- About this task -
Scan the entries below for the word "HttpFetcherBuilder". Copy out every line in which it occurs.
*** Block opens ***
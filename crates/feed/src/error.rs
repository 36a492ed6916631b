// ABOUTME: Error types for feed parsing operations.
// ABOUTME: Provides FeedError with Parse, Invalid and Empty variants.

use std::fmt;
use thiserror::Error;

/// Errors that can occur during feed parsing.
#[derive(Debug, Error)]
pub enum FeedError {
    /// Failed to parse the feed data (malformed XML/JSON).
    #[error("failed to parse feed: {0}")]
    Parse(String),

    /// The data parsed but does not describe a usable feed.
    #[error("invalid feed: {0}")]
    Invalid(String),

    /// The response body held no document at all.
    #[error("empty feed document")]
    Empty,
}

impl FeedError {
    /// Creates a Parse error from an underlying feed-rs error.
    pub fn parse(err: impl fmt::Display) -> Self {
        FeedError::Parse(err.to_string())
    }

    /// Creates an Invalid error with a custom message.
    pub fn invalid(msg: impl Into<String>) -> Self {
        FeedError::Invalid(msg.into())
    }
}
// ABOUTME: Configuration options for the HTTP fetcher and its fluent builder.
// ABOUTME: HttpFetcherBuilder mirrors a client builder: timeout, user agent, private networks, headers.

use std::collections::HashMap;
use std::time::Duration;

use crate::error::FetchError;
use crate::resource::HttpFetcher;

/// Configuration options for [`HttpFetcher`].
#[derive(Debug, Clone)]
pub struct FetchOptions {
    pub timeout: Duration,
    pub user_agent: String,
    pub allow_private_networks: bool,
    pub headers: HashMap<String, String>,
    pub http_client: Option<reqwest::Client>,
}

impl Default for FetchOptions {
    fn default() -> Self {
        Self {
            timeout: Duration::from_secs(30),
            user_agent: concat!("spouts/", env!("CARGO_PKG_VERSION")).to_string(),
            allow_private_networks: false,
            headers: HashMap::new(),
            http_client: None,
        }
    }
}

/// Builder for constructing [`HttpFetcher`] instances with custom configuration.
#[derive(Debug, Clone, Default)]
pub struct HttpFetcherBuilder {
    opts: FetchOptions,
}

impl HttpFetcherBuilder {
    /// Create a new builder with default options.
    pub fn new() -> Self {
        Self::default()
    }

    /// Set the request timeout.
    pub fn timeout(mut self, timeout: Duration) -> Self {
        self.opts.timeout = timeout;
        self
    }

    /// Set the User-Agent header.
    pub fn user_agent(mut self, user_agent: impl Into<String>) -> Self {
        self.opts.user_agent = user_agent.into();
        self
    }

    /// Allow or disallow requests to private networks.
    pub fn allow_private_networks(mut self, allow: bool) -> Self {
        self.opts.allow_private_networks = allow;
        self
    }

    /// Add a custom header to all requests.
    pub fn header(mut self, key: impl Into<String>, value: impl Into<String>) -> Self {
        self.opts.headers.insert(key.into(), value.into());
        self
    }

    /// Use a preconfigured HTTP client; timeout and user agent are then its own.
    pub fn http_client(mut self, client: reqwest::Client) -> Self {
        self.opts.http_client = Some(client);
        self
    }

    /// Returns the options collected so far.
    pub fn options(&self) -> &FetchOptions {
        &self.opts
    }

    /// Build the fetcher with the configured options.
    pub fn build(self) -> Result<HttpFetcher, FetchError> {
        HttpFetcher::new(self.opts)
    }
}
*** Block closes ***
- Output for this task -
// ABOUTME: HttpFetcherBuilder mirrors a client builder: timeout, user agent, private networks, headers.
pub struct HttpFetcherBuilder {
impl HttpFetcherBuilder {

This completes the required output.